[Exercise goal] Can you return the records below exactly as they stand, but only from the first line through the one with "let namespace = namespace.into();"?

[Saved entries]
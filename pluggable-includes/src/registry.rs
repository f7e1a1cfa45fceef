use crate::{Environment, SafeMarkup, TemplateIncludePlugin};
use serde_json::Value;
use std::collections::{BTreeMap, HashMap};
use std::sync::Arc;

/// Include plugins grouped by namespace, ordered by name within each.
#[derive(Default)]
pub struct IncludesRegistry {
    namespaces: HashMap<String, BTreeMap<String, Arc<dyn TemplateIncludePlugin>>>,
}

impl IncludesRegistry {
    /// Create an empty registry.
    pub fn new() -> Self {
        Self::default()
    }

    /// Register `plugin` as `name` in `namespace`, replacing any plugin
    /// already registered under that name.
    pub fn register(
        &mut self,
        namespace: impl Into<String>,
        name: impl Into<String>,
        plugin: impl TemplateIncludePlugin + 'static,
    ) -> &mut Self {
        self.register_shared(namespace, name, Arc::new(plugin))
    }

    /// Register an already-shared plugin.
    pub fn register_shared(
        &mut self,
        namespace: impl Into<String>,
        name: impl Into<String>,
        plugin: Arc<dyn TemplateIncludePlugin>,
    ) -> &mut Self {
        let namespace = namespace.into();
        let name = name.into();
        let plugins = self.namespaces.entry(namespace.clone()).or_default();
        if plugins.insert(name.clone(), plugin).is_some() {
            tracing::warn!(
                namespace = %namespace,
                plugin = %name,
                "pluggable.includes.replaced"
            );
        }
        self
    }

    /// Plugins available in `namespace`, ordered by name.
    pub fn available_plugins(
        &self,
        namespace: &str,
    ) -> impl Iterator<Item = (&str, &dyn TemplateIncludePlugin)> {
        self.namespaces
            .get(namespace)
            .into_iter()
            .flat_map(|plugins| plugins.iter())
            .map(|(name, plugin)| (name.as_str(), &**plugin))
    }

    /// Number of plugins in `namespace`.
    pub fn len(&self, namespace: &str) -> usize {
        self.namespaces.get(namespace).map_or(0, BTreeMap::len)
    }

    /// Concatenate every non-empty fragment the plugins in `namespace`
    /// contribute to `slot`.
    pub fn render(&self, namespace: &str, slot: &str, context: &Value) -> SafeMarkup {
        let mut markup = SafeMarkup::default();
        let mut contributed = 0usize;
        for (_name, plugin) in self.available_plugins(namespace) {
            if let Some(fragment) = plugin.include(slot, context).filter(|f| !f.is_empty()) {
                markup.push(&fragment);
                contributed += 1;
            }
        }
        tracing::debug!(
            namespace,
            slot,
            plugins = self.len(namespace),
            contributed,
            "pluggable.includes.render"
        );
        markup
    }

    /// Content to inject into `slot` for a template rendered in
    /// `environment` (`"lms"` or `"studio"`). Other environments have no
    /// plugins and render empty markup.
    pub fn plugin_includes(&self, context: &Value, environment: &str, slot: &str) -> SafeMarkup {
        match environment.parse::<Environment>() {
            Ok(env) => self.render(env.namespace(), slot, context),
            Err(_) => SafeMarkup::default(),
        }
    }
}

impl std::fmt::Debug for IncludesRegistry {
    fn fmt(&self, f: &mut std::fmt::Formatter<'_>) -> std::fmt::Result {
        let mut namespaces: Vec<(&str, Vec<&str>)> = self
            .namespaces
            .iter()
            .map(|(ns, plugins)| (ns.as_str(), plugins.keys().map(String::as_str).collect()))
            .collect();
        namespaces.sort_unstable();
        f.debug_struct("IncludesRegistry")
            .field("namespaces", &namespaces)
            .finish()
    }
}
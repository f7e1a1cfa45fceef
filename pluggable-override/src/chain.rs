//! The continuation chain.
//!
//! Overrides wrap the original function the same way axum's `from_fn`
//! middleware wraps a handler: each override receives a [`Next`] it can run
//! to fall through to the remaining chain, or drop to short-circuit.

use std::sync::Arc;

/// The undecorated function.
pub type BaseFn<A, R> = Arc<dyn Fn(&A) -> R + Send + Sync>;

/// A replacement function. Receives the continuation and the original
/// arguments, returns the decorated function's return type.
pub type OverrideFn<A, R> = Arc<dyn for<'a> Fn(Next<'a, A, R>, &'a A) -> R + Send + Sync>;

/// Wrap a closure or fn item as an [`OverrideFn`].
pub fn override_fn<A, R, F>(f: F) -> OverrideFn<A, R>
where
    F: for<'a> Fn(Next<'a, A, R>, &'a A) -> R + Send + Sync + 'static,
{
    Arc::new(f)
}

/// The remaining overrides plus the original function, bound to the call's
/// arguments.
///
/// Consumed on [`run`](Next::run), so a stage can fall through at most once.
pub struct Next<'a, A, R> {
    base: &'a (dyn Fn(&A) -> R + Send + Sync),
    overrides: &'a [OverrideFn<A, R>],
    args: &'a A,
}

impl<'a, A, R> Next<'a, A, R> {
    /// Continue the chain, eventually calling the original function.
    pub fn run(self) -> R {
        match self.overrides.split_first() {
            Some((outer, inner)) => {
                let next = Next {
                    base: self.base,
                    overrides: inner,
                    args: self.args,
                };
                outer(next, self.args)
            }
            // End of chain: the original function
            None => (self.base)(self.args),
        }
    }

    /// Overrides still ahead of the original function.
    pub fn remaining(&self) -> usize {
        self.overrides.len()
    }

    /// The arguments the chain was invoked with.
    pub fn args(&self) -> &'a A {
        self.args
    }
}

impl<A, R> std::fmt::Debug for Next<'_, A, R> {
    fn fmt(&self, f: &mut std::fmt::Formatter<'_>) -> std::fmt::Result {
        f.debug_struct("Next")
            .field("remaining", &self.overrides.len())
            .finish_non_exhaustive()
    }
}

/// A resolved chain: overrides in configured order (first = outermost)
/// around the original function.
pub struct Chain<A, R> {
    base: BaseFn<A, R>,
    overrides: Vec<OverrideFn<A, R>>,
}

impl<A, R> Chain<A, R> {
    /// Compose `overrides` around `base`.
    pub fn new(base: BaseFn<A, R>, overrides: Vec<OverrideFn<A, R>>) -> Self {
        Self { base, overrides }
    }

    /// Number of overrides in the chain.
    pub fn len(&self) -> usize {
        self.overrides.len()
    }

    /// True when the chain is just the original function.
    pub fn is_empty(&self) -> bool {
        self.overrides.is_empty()
    }

    /// Bind the arguments, producing the outermost continuation.
    pub fn bind<'a>(&'a self, args: &'a A) -> Next<'a, A, R> {
        Next {
            base: &*self.base,
            overrides: &self.overrides,
            args,
        }
    }

    /// Run the whole chain.
    pub fn invoke(&self, args: &A) -> R {
        self.bind(args).run()
    }
}

impl<A, R> Clone for Chain<A, R> {
    fn clone(&self) -> Self {
        Self {
            base: Arc::clone(&self.base),
            overrides: self.overrides.clone(),
        }
    }
}

impl<A, R> std::fmt::Debug for Chain<A, R> {
    fn fmt(&self, f: &mut std::fmt::Formatter<'_>) -> std::fmt::Result {
        f.debug_struct("Chain")
            .field("overrides", &self.overrides.len())
            .finish_non_exhaustive()
    }
}
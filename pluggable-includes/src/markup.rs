use serde::Serialize;

/// Markup the host's template engine may emit without escaping.
///
/// Only plugin output ends up here; plugins are trusted code registered
/// by the host.
#[derive(Debug, Clone, Default, PartialEq, Eq, Serialize)]
#[serde(transparent)]
pub struct SafeMarkup(String);

impl SafeMarkup {
    /// Mark `markup` as trusted.
    pub fn trusted(markup: impl Into<String>) -> Self {
        Self(markup.into())
    }

    /// The markup.
    pub fn as_str(&self) -> &str {
        &self.0
    }

    /// True if nothing was contributed.
    pub fn is_empty(&self) -> bool {
        self.0.is_empty()
    }

    /// Take the markup.
    pub fn into_string(self) -> String {
        self.0
    }

    pub(crate) fn push(&mut self, fragment: &str) {
        self.0.push_str(fragment);
    }
}

impl std::fmt::Display for SafeMarkup {
    fn fmt(&self, f: &mut std::fmt::Formatter<'_>) -> std::fmt::Result {
        f.write_str(&self.0)
    }
}

impl AsRef<str> for SafeMarkup {
    fn as_ref(&self) -> &str {
        &self.0
    }
}
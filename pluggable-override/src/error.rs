//! Override resolution errors.

use pluggable_settings::SettingsError;
use thiserror::Error;

/// Configuration errors raised while resolving an override chain.
///
/// These are raised before any override or the original function runs.
/// Errors produced by the functions themselves travel inside the return
/// type and are never translated into this enum.
#[non_exhaustive]
#[derive(Debug, Error)]
pub enum OverrideError {
    /// The qualified name is not of the form `<module.path>.<function>`.
    #[error("malformed override name {name:?}: expected <module.path>.<function>")]
    MalformedName {
        /// The offending name.
        name: String,
    },

    /// No module is registered under this path.
    #[error("override module {module} not found (resolving {name})")]
    UnknownModule {
        /// The module path.
        module: String,
        /// The full qualified name being resolved.
        name: String,
    },

    /// The module exists but has no function of this name.
    #[error("override module {module} has no function {function}")]
    UnknownFunction {
        /// The module path.
        module: String,
        /// The missing function name.
        function: String,
    },

    /// The registered function's signature differs from the decorated one.
    #[error("override {name} for {setting} has signature {found}, expected {expected}")]
    SignatureMismatch {
        /// The qualified name.
        name: String,
        /// The settings key being resolved.
        setting: String,
        /// Signature of the decorated function, as `(args, return)`.
        expected: &'static str,
        /// Signature the override was registered with.
        found: &'static str,
    },

    /// The settings value itself was unreadable.
    #[error(transparent)]
    Settings(#[from] SettingsError),
}
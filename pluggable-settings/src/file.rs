//! Loading [`Settings`] from JSON and TOML documents.

use crate::{Settings, SettingsError};
use serde_json::{Map, Value};
use std::path::Path;

const INLINE: &str = "<string>";

impl Settings {
    /// Parse settings from a JSON document whose top level is an object.
    pub fn from_json_str(input: &str) -> Result<Self, SettingsError> {
        parse_json(input, INLINE)
    }

    /// Parse settings from a TOML document.
    pub fn from_toml_str(input: &str) -> Result<Self, SettingsError> {
        parse_toml(input, INLINE)
    }

    /// Read settings from a `.json` or `.toml` file.
    pub fn load(path: impl AsRef<Path>) -> Result<Self, SettingsError> {
        let path = path.as_ref();
        let extension = path
            .extension()
            .and_then(|ext| ext.to_str())
            .map(str::to_ascii_lowercase);
        let parse = match extension.as_deref() {
            Some("json") => parse_json,
            Some("toml") => parse_toml,
            _ => return Err(SettingsError::UnsupportedFormat(path.to_path_buf())),
        };

        let input = std::fs::read_to_string(path).map_err(|source| SettingsError::Io {
            path: path.to_path_buf(),
            source,
        })?;
        let origin = path.display().to_string();
        let settings = parse(&input, &origin)?;
        tracing::debug!(path = %origin, keys = settings.len(), "pluggable.settings.load");
        Ok(settings)
    }
}

fn parse_json(input: &str, origin: &str) -> Result<Settings, SettingsError> {
    let value: Value = serde_json::from_str(input).map_err(|source| SettingsError::Json {
        origin: origin.to_owned(),
        source,
    })?;
    match value {
        Value::Object(values) => Ok(Settings::from(values)),
        _ => Err(SettingsError::NotATable(origin.to_owned())),
    }
}

fn parse_toml(input: &str, origin: &str) -> Result<Settings, SettingsError> {
    let values: Map<String, Value> =
        toml::from_str(input).map_err(|source| SettingsError::Toml {
            origin: origin.to_owned(),
            source,
        })?;
    Ok(Settings::from(values))
}
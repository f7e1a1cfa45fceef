//! Normalization of raw settings values into override name lists.

use crate::SettingsError;
use serde_json::Value;

/// The normalized value of an override setting: an ordered list of
/// qualified function names, first entry outermost.
///
/// An empty setting means "call the original function unmodified".
#[derive(Debug, Clone, Default, PartialEq, Eq)]
pub struct OverrideSetting {
    names: Vec<String>,
}

impl OverrideSetting {
    /// An empty setting (no overrides).
    pub fn none() -> Self {
        Self::default()
    }

    /// Build a setting from names, preserving order.
    pub fn from_names<I, S>(names: I) -> Self
    where
        I: IntoIterator<Item = S>,
        S: Into<String>,
    {
        Self {
            names: names.into_iter().map(Into::into).collect(),
        }
    }

    /// Normalize a raw value stored under `key`.
    ///
    /// - `null`, `false`, `""` and `[]` are empty.
    /// - A string is a one-element list.
    /// - An array of strings is used as given.
    /// - Anything else is [`SettingsError::InvalidSetting`].
    pub fn from_value(key: &str, value: &Value) -> Result<Self, SettingsError> {
        match value {
            Value::Null | Value::Bool(false) => Ok(Self::none()),
            Value::String(name) if name.is_empty() => Ok(Self::none()),
            Value::String(name) => Ok(Self::from_names([name.as_str()])),
            Value::Array(items) => {
                let mut names = Vec::with_capacity(items.len());
                for (index, item) in items.iter().enumerate() {
                    match item {
                        Value::String(name) => names.push(name.clone()),
                        other => {
                            return Err(SettingsError::InvalidSetting {
                                key: key.to_owned(),
                                reason: format!(
                                    "entry {index} must be a string, found {}",
                                    kind(other)
                                ),
                            });
                        }
                    }
                }
                Ok(Self { names })
            }
            other => Err(SettingsError::InvalidSetting {
                key: key.to_owned(),
                reason: format!(
                    "expected a string or a list of strings, found {}",
                    kind(other)
                ),
            }),
        }
    }

    /// The qualified names, outermost first.
    pub fn names(&self) -> &[String] {
        &self.names
    }

    /// Number of configured overrides.
    pub fn len(&self) -> usize {
        self.names.len()
    }

    /// True when no override is configured.
    pub fn is_empty(&self) -> bool {
        self.names.is_empty()
    }

    /// Consume into the name list.
    pub fn into_names(self) -> Vec<String> {
        self.names
    }
}

fn kind(value: &Value) -> &'static str {
    match value {
        Value::Null => "null",
        Value::Bool(_) => "a boolean",
        Value::Number(_) => "a number",
        Value::String(_) => "a string",
        Value::Array(_) => "a list",
        Value::Object(_) => "an object",
    }
}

[Written response]
filename pluggable-includes/src/registry.rs
repository f7e1a1cfa45fceef
use crate::{Environment, SafeMarkup, TemplateIncludePlugin};
use serde_json::Value;
use std::collections::{BTreeMap, HashMap};
use std::sync::Arc;

/// Include plugins grouped by namespace, ordered by name within each.
#[derive(Default)]
pub struct IncludesRegistry {
    namespaces: HashMap<String, BTreeMap<String, Arc<dyn TemplateIncludePlugin>>>,
}

impl IncludesRegistry {
    /// Create an empty registry.
    pub fn new() -> Self {
        Self::default()
    }

    /// Register `plugin` as `name` in `namespace`, replacing any plugin
    /// already registered under that name.
    pub fn register(
        &mut self,
        namespace: impl Into<String>,
        name: impl Into<String>,
        plugin: impl TemplateIncludePlugin + 'static,
    ) -> &mut Self {
        self.register_shared(namespace, name, Arc::new(plugin))
    }

    /// Register an already-shared plugin.
    pub fn register_shared(
        &mut self,
        namespace: impl Into<String>,
        name: impl Into<String>,
        plugin: Arc<dyn TemplateIncludePlugin>,
    ) -> &mut Self {
        let namespace = namespace.into();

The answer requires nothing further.